TASK: Nothing but the lines below between the line holding "by hand-assembled blocks." and the line holding "self.buf.extend(&word.to_le_bytes());", inclusive, should appear in the answer, each set down exactly.

SUPPLIED DATA:

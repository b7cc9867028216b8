// SPDX-FileCopyrightText: 2026 ArcheBase
//
// SPDX-License-Identifier: MulanPSL-2.0

//! Common utilities for integration tests.
//!
//! `StreamBuilder` constructs synthetic GDF byte streams: a 46-byte preamble
//! followed by hand-assembled blocks.

#![allow(dead_code)]

use gdfcodec::io::block::{
    BLOCK_NAME_LEN, FLAG_END_OF_FILE, FLAG_GROUP_BEGIN, FLAG_GROUP_END,
};
use gdfcodec::{ElementType, GDF_MAGIC};

/// Builder for synthetic GDF byte streams.
pub struct StreamBuilder {
    buf: Vec<u8>,
}

impl StreamBuilder {
    /// Start a stream with a valid preamble for the given creator tool.
    pub fn with_header(creator: &str) -> Self {
        Self::with_magic(GDF_MAGIC, creator)
    }

    /// Start a stream with an arbitrary magic id.
    pub fn with_magic(magic: u32, creator: &str) -> Self {
        let mut buf = Vec::new();
        buf.extend(&magic.to_le_bytes());
        buf.extend(&1_700_000_000u32.to_le_bytes());

        let mut name = [0u8; 16];
        name[..creator.len()].copy_from_slice(creator.as_bytes());
        buf.extend(&name);
        buf.extend(&[0u8; 16]); // destination
        buf.extend(&[1, 0, 1, 0]); // format 1.0, creator 1.0
        buf.extend(&[0, 0]); // reserved

        StreamBuilder { buf }
    }

    /// Append a raw block with an explicit type/flag word and payload.
    pub fn raw_block(mut self, name: &str, word: u32, count: u32, payload: &[u8]) -> Self {
        // Writers truncate at the 8-byte name field width.
        let n = name.len().min(BLOCK_NAME_LEN);
        let mut field = [0u8; BLOCK_NAME_LEN];
        field[..n].copy_from_slice(&name.as_bytes()[..n]);
        self.buf.extend(&field);
        self.buf.extend(&word.to_le_bytes());
        self.buf.extend(&count.to_le_bytes());
        self.buf.extend(payload);
        self
    }

    /// Append a float64 array block.
    pub fn f64_block(self, name: &str, values: &[f64]) -> Self {
        let payload: Vec<u8> = values.iter().flat_map(|v| v.to_le_bytes()).collect();
        self.raw_block(
            name,
            ElementType::Float64.code() as u32,
            values.len() as u32,
            &payload,
        )
    }

    /// Append an int32 array block.
    pub fn i32_block(self, name: &str, values: &[i32]) -> Self {
        let payload: Vec<u8> = values.iter().flat_map(|v| v.to_le_bytes()).collect();
        self.raw_block(
            name,
            ElementType::Int32.code() as u32,
            values.len() as u32,
            &payload,
        )
    }

    /// Open a group with a float64 opening block.
    pub fn open_group_f64(self, name: &str, values: &[f64]) -> Self {
        let payload: Vec<u8> = values.iter().flat_map(|v| v.to_le_bytes()).collect();
        self.raw_block(
            name,
            FLAG_GROUP_BEGIN | ElementType::Float64.code() as u32,
            values.len() as u32,
            &payload,
        )
    }

    /// Open a group with an int32 opening block.
    pub fn open_group_i32(self, name: &str, values: &[i32]) -> Self {
        let payload: Vec<u8> = values.iter().flat_map(|v| v.to_le_bytes()).collect();
        self.raw_block(
            name,
            FLAG_GROUP_BEGIN | ElementType::Int32.code() as u32,
            values.len() as u32,
            &payload,
        )
    }

    /// Close the current group.
    pub fn close_group(self) -> Self {
        self.raw_block("", FLAG_GROUP_END, 0, &[])
    }

    /// Append an explicit end-of-file marker.
    pub fn eof_marker(self) -> Self {
        self.raw_block("", FLAG_END_OF_FILE, 0, &[])
    }

    /// Finish and return the stream bytes.
    pub fn build(self) -> Vec<u8> {
        self.buf
    }
}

SOLUTION FOR THIS EXERCISE:
//! followed by hand-assembled blocks.

#![allow(dead_code)]

use gdfcodec::io::block::{
    BLOCK_NAME_LEN, FLAG_END_OF_FILE, FLAG_GROUP_BEGIN, FLAG_GROUP_END,
};
use gdfcodec::{ElementType, GDF_MAGIC};

/// Builder for synthetic GDF byte streams.
pub struct StreamBuilder {
    buf: Vec<u8>,
}

impl StreamBuilder {
    /// Start a stream with a valid preamble for the given creator tool.
    pub fn with_header(creator: &str) -> Self {
        Self::with_magic(GDF_MAGIC, creator)
    }

    /// Start a stream with an arbitrary magic id.
    pub fn with_magic(magic: u32, creator: &str) -> Self {
        let mut buf = Vec::new();
        buf.extend(&magic.to_le_bytes());
        buf.extend(&1_700_000_000u32.to_le_bytes());

        let mut name = [0u8; 16];
        name[..creator.len()].copy_from_slice(creator.as_bytes());
        buf.extend(&name);
        buf.extend(&[0u8; 16]); // destination
        buf.extend(&[1, 0, 1, 0]); // format 1.0, creator 1.0
        buf.extend(&[0, 0]); // reserved

        StreamBuilder { buf }
    }

    /// Append a raw block with an explicit type/flag word and payload.
    pub fn raw_block(mut self, name: &str, word: u32, count: u32, payload: &[u8]) -> Self {
        // Writers truncate at the 8-byte name field width.
        let n = name.len().min(BLOCK_NAME_LEN);
        let mut field = [0u8; BLOCK_NAME_LEN];
        field[..n].copy_from_slice(&name.as_bytes()[..n]);
        self.buf.extend(&field);
        self.buf.extend(&word.to_le_bytes());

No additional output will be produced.